Work order: Repeat the lines from the line with "filename backend/ypg-server/src/api/session/login_request.rs" to the line with "use serde::Serialize;" in the listing below, keeping both end lines and adding nothing.
--------------------------------------------------
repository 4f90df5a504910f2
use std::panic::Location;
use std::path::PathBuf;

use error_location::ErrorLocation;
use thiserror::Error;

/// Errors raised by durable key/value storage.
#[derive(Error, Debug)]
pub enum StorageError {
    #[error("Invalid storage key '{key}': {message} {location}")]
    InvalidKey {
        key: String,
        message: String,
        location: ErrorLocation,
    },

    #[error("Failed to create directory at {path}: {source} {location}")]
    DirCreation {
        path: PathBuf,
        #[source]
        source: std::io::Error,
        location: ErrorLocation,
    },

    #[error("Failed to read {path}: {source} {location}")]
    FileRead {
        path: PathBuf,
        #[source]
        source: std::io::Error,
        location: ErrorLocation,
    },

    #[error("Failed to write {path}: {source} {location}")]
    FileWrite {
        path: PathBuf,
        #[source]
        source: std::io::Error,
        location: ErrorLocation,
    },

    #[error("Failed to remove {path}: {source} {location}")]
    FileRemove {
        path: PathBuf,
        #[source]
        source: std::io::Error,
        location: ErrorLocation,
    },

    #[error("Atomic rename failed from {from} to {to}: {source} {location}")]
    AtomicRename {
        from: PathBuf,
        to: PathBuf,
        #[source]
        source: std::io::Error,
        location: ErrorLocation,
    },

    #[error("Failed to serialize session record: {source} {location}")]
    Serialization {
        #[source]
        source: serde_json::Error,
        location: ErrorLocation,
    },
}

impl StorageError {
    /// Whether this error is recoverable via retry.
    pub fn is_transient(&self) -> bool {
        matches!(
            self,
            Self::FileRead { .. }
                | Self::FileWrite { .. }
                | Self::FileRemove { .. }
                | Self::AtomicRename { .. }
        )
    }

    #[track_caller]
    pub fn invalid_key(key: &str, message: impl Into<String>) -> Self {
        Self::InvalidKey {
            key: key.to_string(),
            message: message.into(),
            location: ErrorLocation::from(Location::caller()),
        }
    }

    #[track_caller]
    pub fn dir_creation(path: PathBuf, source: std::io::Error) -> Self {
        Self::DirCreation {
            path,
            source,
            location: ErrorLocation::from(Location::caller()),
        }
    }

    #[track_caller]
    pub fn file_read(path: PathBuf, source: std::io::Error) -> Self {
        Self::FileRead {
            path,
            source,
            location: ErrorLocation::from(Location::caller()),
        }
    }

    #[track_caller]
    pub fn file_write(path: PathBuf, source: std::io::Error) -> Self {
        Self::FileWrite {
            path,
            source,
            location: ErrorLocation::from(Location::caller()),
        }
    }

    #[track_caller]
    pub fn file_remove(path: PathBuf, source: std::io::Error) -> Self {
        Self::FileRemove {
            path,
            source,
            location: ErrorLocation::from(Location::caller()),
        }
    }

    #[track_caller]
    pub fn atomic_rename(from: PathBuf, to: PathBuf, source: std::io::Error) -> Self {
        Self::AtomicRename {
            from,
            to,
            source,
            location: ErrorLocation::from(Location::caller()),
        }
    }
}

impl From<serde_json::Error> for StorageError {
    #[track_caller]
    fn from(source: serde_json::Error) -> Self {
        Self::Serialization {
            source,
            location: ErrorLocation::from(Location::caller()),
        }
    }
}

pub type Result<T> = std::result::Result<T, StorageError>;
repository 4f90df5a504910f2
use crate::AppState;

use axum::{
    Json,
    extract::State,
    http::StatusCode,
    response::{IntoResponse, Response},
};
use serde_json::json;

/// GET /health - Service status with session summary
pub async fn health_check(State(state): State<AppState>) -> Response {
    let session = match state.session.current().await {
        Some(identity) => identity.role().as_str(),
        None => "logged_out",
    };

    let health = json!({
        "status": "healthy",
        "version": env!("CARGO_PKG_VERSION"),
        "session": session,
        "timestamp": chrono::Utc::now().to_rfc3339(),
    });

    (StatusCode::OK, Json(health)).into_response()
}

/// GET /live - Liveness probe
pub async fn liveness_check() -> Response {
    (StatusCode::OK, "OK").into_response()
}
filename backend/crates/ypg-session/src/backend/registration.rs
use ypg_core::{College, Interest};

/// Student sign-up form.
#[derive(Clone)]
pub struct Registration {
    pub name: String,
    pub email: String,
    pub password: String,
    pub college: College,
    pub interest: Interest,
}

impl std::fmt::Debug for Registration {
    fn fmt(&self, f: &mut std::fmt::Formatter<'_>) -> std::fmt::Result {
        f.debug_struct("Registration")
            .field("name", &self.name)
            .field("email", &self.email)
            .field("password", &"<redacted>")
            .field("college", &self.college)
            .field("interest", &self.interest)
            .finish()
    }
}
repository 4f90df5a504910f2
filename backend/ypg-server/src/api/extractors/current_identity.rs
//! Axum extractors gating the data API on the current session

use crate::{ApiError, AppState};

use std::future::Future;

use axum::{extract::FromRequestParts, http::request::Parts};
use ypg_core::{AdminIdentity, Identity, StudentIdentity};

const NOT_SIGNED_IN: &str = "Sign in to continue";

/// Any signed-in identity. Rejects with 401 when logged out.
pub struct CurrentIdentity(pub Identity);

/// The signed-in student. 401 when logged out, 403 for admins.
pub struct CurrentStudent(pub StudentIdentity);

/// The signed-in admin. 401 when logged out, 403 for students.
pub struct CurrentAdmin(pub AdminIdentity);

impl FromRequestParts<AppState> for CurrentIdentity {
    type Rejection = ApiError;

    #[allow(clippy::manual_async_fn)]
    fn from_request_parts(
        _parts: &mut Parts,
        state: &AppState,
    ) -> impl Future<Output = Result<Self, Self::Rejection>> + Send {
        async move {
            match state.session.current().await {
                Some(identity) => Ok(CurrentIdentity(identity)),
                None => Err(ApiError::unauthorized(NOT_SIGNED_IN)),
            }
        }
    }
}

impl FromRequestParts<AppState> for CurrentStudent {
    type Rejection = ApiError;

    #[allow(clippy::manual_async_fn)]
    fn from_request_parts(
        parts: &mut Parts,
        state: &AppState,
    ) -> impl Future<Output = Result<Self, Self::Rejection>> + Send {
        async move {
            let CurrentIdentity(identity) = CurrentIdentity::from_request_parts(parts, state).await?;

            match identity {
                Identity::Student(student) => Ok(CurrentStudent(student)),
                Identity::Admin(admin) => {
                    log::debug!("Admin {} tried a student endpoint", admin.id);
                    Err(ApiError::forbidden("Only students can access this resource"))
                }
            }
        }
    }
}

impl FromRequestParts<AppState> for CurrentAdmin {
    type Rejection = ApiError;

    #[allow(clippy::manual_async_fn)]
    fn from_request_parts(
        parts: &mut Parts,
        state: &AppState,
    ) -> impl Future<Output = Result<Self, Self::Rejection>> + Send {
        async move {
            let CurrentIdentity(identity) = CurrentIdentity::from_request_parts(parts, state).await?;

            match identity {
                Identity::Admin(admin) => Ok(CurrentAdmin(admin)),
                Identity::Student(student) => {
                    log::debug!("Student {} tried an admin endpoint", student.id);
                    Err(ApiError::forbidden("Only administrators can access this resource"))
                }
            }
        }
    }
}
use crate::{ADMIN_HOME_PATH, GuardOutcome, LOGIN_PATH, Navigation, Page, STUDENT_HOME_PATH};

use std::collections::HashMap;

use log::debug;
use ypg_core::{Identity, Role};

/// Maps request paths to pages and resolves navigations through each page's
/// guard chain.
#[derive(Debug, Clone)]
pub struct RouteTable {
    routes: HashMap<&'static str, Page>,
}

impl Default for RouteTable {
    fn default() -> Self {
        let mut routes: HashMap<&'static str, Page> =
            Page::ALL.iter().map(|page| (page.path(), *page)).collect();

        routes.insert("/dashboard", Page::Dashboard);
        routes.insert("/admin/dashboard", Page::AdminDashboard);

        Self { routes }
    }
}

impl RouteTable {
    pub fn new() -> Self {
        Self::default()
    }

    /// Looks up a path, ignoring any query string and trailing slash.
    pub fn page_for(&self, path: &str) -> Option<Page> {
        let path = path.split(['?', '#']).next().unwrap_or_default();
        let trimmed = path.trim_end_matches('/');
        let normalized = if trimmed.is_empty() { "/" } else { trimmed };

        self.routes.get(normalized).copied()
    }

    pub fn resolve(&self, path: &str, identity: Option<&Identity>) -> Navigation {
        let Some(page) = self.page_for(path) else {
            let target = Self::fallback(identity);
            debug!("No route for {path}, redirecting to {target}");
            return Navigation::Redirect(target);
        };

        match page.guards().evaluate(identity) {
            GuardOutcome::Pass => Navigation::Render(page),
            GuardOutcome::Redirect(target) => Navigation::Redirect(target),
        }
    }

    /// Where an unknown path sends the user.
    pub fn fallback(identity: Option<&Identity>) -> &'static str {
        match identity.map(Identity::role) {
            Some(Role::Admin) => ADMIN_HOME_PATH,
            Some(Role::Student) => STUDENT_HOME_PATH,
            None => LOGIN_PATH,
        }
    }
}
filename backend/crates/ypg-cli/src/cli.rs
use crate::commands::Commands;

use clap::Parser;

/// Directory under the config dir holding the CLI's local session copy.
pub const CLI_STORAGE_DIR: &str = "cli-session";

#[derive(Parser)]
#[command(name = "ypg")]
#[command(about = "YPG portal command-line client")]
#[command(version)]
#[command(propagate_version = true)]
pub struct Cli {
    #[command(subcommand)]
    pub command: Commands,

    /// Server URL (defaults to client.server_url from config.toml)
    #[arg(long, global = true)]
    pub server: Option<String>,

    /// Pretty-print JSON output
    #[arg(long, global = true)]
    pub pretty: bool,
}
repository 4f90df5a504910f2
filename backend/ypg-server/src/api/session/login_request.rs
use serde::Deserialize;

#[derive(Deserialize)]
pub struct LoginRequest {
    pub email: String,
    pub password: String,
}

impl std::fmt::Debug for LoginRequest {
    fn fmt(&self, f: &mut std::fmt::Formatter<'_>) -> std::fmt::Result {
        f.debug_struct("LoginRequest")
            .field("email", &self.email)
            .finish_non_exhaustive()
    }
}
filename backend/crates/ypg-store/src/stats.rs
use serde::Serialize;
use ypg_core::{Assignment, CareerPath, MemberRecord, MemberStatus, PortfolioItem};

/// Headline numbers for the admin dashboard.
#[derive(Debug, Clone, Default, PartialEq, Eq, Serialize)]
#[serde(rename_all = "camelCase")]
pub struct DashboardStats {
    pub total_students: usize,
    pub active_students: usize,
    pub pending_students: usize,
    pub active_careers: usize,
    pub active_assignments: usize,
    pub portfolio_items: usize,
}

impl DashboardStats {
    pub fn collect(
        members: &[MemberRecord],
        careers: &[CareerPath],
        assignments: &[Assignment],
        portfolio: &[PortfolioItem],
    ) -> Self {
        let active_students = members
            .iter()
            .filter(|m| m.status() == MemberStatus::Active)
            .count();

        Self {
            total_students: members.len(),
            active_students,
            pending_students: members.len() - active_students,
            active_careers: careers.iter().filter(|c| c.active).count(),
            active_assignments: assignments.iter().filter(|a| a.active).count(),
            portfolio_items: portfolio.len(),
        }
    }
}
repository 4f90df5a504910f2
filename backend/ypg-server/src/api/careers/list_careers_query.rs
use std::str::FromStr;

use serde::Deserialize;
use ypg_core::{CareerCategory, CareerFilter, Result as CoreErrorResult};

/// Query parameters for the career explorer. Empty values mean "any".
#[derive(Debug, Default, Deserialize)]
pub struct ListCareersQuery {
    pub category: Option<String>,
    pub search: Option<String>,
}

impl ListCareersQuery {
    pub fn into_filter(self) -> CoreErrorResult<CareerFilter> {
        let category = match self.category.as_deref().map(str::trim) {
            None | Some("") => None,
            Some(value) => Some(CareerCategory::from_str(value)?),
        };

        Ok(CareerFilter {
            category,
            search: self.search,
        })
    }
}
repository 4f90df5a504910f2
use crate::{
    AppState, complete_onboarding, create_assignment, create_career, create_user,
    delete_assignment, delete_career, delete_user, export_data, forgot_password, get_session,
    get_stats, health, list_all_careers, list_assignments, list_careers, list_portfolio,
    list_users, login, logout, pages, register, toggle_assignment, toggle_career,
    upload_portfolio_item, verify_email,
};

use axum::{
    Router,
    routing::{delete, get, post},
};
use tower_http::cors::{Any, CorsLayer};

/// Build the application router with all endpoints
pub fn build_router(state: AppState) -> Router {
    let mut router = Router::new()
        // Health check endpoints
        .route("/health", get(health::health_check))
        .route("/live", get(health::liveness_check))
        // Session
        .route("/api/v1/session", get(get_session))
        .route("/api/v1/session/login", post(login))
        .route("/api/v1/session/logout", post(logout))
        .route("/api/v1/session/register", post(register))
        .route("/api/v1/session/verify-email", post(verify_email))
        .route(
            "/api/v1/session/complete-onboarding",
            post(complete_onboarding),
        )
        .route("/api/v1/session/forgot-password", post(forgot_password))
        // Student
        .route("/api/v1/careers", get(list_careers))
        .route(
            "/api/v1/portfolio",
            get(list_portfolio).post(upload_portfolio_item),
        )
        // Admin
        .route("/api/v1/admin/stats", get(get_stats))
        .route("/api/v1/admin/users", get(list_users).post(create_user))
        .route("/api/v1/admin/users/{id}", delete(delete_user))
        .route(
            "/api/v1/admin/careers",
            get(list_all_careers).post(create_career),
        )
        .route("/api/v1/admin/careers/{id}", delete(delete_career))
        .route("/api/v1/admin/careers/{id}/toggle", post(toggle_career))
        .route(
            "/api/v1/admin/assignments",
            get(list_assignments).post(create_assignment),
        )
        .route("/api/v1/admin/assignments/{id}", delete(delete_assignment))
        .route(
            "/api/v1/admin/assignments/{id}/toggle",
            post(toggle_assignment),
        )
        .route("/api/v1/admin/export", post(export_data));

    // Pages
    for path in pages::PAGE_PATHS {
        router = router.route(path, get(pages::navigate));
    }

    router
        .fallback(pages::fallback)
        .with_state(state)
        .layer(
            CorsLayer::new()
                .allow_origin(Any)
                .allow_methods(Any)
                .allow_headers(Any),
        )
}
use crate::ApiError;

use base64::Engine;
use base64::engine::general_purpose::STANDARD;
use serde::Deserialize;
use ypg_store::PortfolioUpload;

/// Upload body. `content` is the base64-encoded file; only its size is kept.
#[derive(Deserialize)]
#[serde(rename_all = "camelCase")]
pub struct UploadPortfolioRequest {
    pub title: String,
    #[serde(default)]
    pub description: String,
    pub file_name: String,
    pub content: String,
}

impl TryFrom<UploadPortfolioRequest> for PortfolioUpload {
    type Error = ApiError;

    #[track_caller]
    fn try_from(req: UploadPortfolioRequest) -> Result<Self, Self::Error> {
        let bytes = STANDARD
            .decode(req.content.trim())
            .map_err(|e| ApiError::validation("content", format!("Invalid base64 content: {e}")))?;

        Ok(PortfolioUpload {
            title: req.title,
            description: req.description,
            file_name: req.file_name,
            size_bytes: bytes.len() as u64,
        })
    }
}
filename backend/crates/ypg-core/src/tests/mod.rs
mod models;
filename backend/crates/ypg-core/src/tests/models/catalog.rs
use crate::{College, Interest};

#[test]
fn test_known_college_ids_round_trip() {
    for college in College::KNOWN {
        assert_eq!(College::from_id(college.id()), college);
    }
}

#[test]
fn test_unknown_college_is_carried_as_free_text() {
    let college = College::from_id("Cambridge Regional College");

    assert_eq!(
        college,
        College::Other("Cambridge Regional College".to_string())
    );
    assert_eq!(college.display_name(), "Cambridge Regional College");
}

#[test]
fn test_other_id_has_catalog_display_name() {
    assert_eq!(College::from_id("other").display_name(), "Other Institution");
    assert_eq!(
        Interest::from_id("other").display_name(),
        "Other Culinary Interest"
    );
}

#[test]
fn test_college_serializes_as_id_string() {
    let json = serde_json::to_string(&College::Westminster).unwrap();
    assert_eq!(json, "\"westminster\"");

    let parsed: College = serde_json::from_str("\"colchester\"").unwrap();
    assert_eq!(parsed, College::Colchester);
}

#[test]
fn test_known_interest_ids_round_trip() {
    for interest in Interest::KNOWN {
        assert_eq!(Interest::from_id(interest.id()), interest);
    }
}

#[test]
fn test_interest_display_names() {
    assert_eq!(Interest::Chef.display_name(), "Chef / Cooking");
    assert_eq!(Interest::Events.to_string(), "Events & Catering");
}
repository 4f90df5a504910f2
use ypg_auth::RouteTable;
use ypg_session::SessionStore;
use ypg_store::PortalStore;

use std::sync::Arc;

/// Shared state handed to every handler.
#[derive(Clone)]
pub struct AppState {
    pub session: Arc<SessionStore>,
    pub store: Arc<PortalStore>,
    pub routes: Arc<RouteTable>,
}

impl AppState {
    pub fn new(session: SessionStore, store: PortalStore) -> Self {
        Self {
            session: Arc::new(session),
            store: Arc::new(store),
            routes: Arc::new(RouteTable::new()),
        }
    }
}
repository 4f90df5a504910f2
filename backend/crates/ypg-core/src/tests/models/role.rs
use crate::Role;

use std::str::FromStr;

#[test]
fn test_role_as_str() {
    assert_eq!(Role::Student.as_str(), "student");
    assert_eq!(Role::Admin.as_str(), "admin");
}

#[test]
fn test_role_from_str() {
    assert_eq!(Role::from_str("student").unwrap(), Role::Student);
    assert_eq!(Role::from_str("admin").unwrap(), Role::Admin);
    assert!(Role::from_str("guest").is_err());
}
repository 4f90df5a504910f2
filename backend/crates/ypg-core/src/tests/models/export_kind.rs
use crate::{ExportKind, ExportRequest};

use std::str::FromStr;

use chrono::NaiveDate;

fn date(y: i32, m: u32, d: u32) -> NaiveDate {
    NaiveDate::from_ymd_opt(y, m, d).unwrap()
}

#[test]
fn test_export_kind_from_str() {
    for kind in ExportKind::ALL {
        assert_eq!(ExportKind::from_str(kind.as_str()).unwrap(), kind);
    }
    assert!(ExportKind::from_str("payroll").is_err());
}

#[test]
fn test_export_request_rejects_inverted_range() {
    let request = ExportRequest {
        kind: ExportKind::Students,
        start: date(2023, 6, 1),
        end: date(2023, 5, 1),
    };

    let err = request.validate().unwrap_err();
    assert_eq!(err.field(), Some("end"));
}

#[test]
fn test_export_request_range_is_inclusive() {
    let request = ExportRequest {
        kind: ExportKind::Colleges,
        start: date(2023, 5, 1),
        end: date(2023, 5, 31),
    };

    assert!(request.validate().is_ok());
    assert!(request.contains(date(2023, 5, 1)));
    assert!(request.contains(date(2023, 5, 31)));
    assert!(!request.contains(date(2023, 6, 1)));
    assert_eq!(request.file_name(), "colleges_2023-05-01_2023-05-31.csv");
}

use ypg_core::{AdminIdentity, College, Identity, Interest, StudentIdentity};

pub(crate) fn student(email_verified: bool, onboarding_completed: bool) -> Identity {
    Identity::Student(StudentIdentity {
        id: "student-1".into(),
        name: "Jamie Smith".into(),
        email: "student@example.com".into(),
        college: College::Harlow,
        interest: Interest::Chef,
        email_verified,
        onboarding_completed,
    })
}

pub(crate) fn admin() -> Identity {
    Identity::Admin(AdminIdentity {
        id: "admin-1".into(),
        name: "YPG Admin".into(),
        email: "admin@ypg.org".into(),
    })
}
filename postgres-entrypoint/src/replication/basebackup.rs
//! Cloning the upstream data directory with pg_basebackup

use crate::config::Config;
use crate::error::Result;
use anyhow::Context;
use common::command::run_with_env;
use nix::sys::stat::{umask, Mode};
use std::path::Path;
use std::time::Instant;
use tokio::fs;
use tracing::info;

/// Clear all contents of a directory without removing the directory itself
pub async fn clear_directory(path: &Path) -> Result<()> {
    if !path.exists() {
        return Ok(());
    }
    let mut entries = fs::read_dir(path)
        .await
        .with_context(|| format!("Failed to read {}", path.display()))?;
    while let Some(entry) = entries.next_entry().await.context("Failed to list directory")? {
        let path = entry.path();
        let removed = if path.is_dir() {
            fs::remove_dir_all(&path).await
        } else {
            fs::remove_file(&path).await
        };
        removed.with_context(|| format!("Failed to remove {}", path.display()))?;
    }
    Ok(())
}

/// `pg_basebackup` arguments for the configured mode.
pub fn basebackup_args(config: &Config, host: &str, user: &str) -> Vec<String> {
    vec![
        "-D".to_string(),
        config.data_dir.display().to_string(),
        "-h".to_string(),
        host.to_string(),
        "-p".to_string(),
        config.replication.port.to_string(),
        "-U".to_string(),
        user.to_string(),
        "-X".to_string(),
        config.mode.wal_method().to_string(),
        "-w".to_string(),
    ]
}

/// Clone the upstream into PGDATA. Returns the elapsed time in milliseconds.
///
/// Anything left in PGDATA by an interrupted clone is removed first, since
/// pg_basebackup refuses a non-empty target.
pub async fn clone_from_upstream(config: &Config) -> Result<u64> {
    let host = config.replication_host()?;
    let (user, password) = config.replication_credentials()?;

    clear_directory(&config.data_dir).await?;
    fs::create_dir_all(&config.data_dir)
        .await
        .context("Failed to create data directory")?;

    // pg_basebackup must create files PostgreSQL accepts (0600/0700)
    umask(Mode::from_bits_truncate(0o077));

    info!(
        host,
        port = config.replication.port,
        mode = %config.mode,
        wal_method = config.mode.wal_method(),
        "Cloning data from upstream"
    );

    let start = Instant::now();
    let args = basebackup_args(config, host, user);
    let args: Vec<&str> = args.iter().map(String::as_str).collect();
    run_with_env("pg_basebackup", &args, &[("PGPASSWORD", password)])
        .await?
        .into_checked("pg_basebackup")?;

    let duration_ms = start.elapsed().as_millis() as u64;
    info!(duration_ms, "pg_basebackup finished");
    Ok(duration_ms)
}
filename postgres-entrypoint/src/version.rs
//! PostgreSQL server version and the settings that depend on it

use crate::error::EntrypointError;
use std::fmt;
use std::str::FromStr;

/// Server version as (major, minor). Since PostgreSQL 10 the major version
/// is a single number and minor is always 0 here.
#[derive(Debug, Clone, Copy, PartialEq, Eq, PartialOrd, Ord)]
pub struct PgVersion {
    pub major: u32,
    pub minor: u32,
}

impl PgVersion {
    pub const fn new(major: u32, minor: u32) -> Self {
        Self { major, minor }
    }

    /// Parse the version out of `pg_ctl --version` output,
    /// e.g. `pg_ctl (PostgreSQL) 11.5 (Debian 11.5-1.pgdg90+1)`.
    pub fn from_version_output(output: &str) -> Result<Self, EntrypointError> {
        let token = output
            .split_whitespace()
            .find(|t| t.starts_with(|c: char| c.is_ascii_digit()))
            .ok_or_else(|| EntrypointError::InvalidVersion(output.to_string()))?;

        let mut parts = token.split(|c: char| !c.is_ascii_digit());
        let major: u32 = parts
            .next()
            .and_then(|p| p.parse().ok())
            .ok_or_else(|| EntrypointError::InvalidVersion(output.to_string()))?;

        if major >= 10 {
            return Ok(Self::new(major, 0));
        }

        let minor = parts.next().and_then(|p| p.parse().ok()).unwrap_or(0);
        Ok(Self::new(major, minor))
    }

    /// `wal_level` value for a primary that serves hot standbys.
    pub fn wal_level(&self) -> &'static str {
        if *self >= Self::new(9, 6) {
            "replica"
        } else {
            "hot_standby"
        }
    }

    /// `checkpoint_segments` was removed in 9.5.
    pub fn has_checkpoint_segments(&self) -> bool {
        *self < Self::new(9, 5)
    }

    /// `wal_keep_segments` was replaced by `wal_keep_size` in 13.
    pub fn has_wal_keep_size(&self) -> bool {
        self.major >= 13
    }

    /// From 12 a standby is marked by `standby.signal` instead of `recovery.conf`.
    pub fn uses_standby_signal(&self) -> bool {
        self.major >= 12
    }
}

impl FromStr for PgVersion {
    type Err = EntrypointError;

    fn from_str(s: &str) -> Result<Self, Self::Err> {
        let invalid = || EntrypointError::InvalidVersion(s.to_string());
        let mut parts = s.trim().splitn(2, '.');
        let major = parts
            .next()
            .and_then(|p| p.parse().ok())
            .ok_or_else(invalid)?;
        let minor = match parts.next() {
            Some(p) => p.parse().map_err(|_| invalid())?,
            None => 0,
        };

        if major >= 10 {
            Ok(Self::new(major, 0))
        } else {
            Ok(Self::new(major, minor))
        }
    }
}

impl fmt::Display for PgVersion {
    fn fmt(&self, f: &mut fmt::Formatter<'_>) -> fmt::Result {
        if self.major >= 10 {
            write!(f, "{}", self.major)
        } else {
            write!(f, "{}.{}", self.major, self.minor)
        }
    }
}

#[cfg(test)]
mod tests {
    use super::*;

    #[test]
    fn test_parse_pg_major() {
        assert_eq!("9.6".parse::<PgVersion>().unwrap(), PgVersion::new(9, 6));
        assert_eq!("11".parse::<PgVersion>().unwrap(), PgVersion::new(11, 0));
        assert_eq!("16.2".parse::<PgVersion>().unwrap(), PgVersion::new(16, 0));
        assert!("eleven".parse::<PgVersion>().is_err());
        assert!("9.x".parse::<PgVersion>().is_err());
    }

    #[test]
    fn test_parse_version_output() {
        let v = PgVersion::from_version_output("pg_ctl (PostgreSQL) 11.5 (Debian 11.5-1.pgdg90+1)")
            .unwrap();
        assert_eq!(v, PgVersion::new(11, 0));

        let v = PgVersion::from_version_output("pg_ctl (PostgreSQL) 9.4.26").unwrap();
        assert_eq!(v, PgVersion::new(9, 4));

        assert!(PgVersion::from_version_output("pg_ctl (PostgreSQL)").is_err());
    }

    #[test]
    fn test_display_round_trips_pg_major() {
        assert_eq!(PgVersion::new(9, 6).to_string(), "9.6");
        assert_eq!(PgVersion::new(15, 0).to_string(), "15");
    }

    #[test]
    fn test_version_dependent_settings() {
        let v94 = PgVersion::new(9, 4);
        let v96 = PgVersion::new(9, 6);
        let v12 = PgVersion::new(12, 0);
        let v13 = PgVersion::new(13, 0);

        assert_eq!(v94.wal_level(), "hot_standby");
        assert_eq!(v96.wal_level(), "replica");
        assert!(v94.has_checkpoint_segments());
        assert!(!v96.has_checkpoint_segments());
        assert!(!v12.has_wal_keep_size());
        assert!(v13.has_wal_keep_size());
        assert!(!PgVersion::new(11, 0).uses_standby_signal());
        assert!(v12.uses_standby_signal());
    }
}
--------------------------------------------------
Response to the exercise:
filename backend/ypg-server/src/api/session/login_request.rs
use serde::Deserialize;

#[derive(Deserialize)]
pub struct LoginRequest {
    pub email: String,
    pub password: String,
}

impl std::fmt::Debug for LoginRequest {
    fn fmt(&self, f: &mut std::fmt::Formatter<'_>) -> std::fmt::Result {
        f.debug_struct("LoginRequest")
            .field("email", &self.email)
            .finish_non_exhaustive()
    }
}
filename backend/crates/ypg-store/src/stats.rs
use serde::Serialize;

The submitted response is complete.